Data for analysis:
[Start of section]
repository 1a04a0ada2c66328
pub mod aggregate;
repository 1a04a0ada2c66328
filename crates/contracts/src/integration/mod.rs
use serde::{Deserialize, Serialize};

/// What the upsert executor did for a given natural key
#[derive(Debug, Clone, Copy, PartialEq, Eq, Serialize, Deserialize)]
#[serde(rename_all = "lowercase")]
pub enum UpsertAction {
    Created,
    Updated,
}

/// Response body of every upsert endpoint: the action taken and the id of
/// the record that now holds the key.
#[derive(Debug, Clone, Serialize, Deserialize)]
pub struct UpsertOutcome {
    pub action: UpsertAction,
    pub name: String,
}

impl UpsertOutcome {
    pub fn created(name: String) -> Self {
        Self {
            action: UpsertAction::Created,
            name,
        }
    }

    pub fn updated(name: String) -> Self {
        Self {
            action: UpsertAction::Updated,
            name,
        }
    }
}

#[cfg(test)]
mod tests {
    use super::*;

    #[test]
    fn action_serializes_lowercase() {
        let outcome = UpsertOutcome::created("abc".into());
        let json = serde_json::to_value(&outcome).unwrap();
        assert_eq!(json["action"], "created");
        assert_eq!(json["name"], "abc");
    }
}
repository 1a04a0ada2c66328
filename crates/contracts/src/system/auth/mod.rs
use serde::{Deserialize, Serialize};

#[derive(Debug, Clone, Serialize, Deserialize)]
pub struct TokenClaims {
    pub sub: String, // user_id
    pub username: String,
    pub is_admin: bool,
    pub exp: usize, // expiration timestamp
    pub iat: usize, // issued at
}
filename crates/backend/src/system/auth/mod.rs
pub mod extractor;
pub mod jwt;
pub mod middleware;
use serde::{Deserialize, Serialize};

/// Lifecycle status of a synced marketplace order
#[derive(Debug, Clone, Copy, PartialEq, Eq, Serialize, Deserialize)]
#[serde(rename_all = "lowercase")]
pub enum OrderStatus {
    Pending,
    Processing,
    Shipped,
    Completed,
    Cancelled,
    Refunded,
}

impl OrderStatus {
    pub fn as_str(&self) -> &'static str {
        match self {
            OrderStatus::Pending => "pending",
            OrderStatus::Processing => "processing",
            OrderStatus::Shipped => "shipped",
            OrderStatus::Completed => "completed",
            OrderStatus::Cancelled => "cancelled",
            OrderStatus::Refunded => "refunded",
        }
    }

    /// Case-insensitive parse, used for pass-through of raw marketplace
    /// values that already spell an enum member.
    pub fn from_str_lenient(value: &str) -> Option<Self> {
        match value.to_lowercase().as_str() {
            "pending" => Some(OrderStatus::Pending),
            "processing" => Some(OrderStatus::Processing),
            "shipped" => Some(OrderStatus::Shipped),
            "completed" => Some(OrderStatus::Completed),
            "cancelled" => Some(OrderStatus::Cancelled),
            "refunded" => Some(OrderStatus::Refunded),
            _ => None,
        }
    }
}

#[cfg(test)]
mod tests {
    use super::*;

    #[test]
    fn lenient_parse_accepts_any_case() {
        assert_eq!(
            OrderStatus::from_str_lenient("Shipped"),
            Some(OrderStatus::Shipped)
        );
        assert_eq!(OrderStatus::from_str_lenient("REFUNDED"), Some(OrderStatus::Refunded));
        assert_eq!(OrderStatus::from_str_lenient("IN_TRANSIT"), None);
    }
}
use serde::{Deserialize, Serialize};

/// Lifecycle status of a synced marketplace product
#[derive(Debug, Clone, Copy, PartialEq, Eq, Serialize, Deserialize)]
#[serde(rename_all = "lowercase")]
pub enum ProductStatus {
    Active,
    Inactive,
    Delisted,
}

impl ProductStatus {
    pub fn as_str(&self) -> &'static str {
        match self {
            ProductStatus::Active => "active",
            ProductStatus::Inactive => "inactive",
            ProductStatus::Delisted => "delisted",
        }
    }

    pub fn from_str(value: &str) -> Option<Self> {
        match value {
            "active" => Some(ProductStatus::Active),
            "inactive" => Some(ProductStatus::Inactive),
            "delisted" => Some(ProductStatus::Delisted),
            _ => None,
        }
    }
}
[End of section]
Work order: Gather each line from the listing above that holds "Delisted".

Task result:
    Delisted,
            ProductStatus::Delisted => "delisted",
            "delisted" => Some(ProductStatus::Delisted),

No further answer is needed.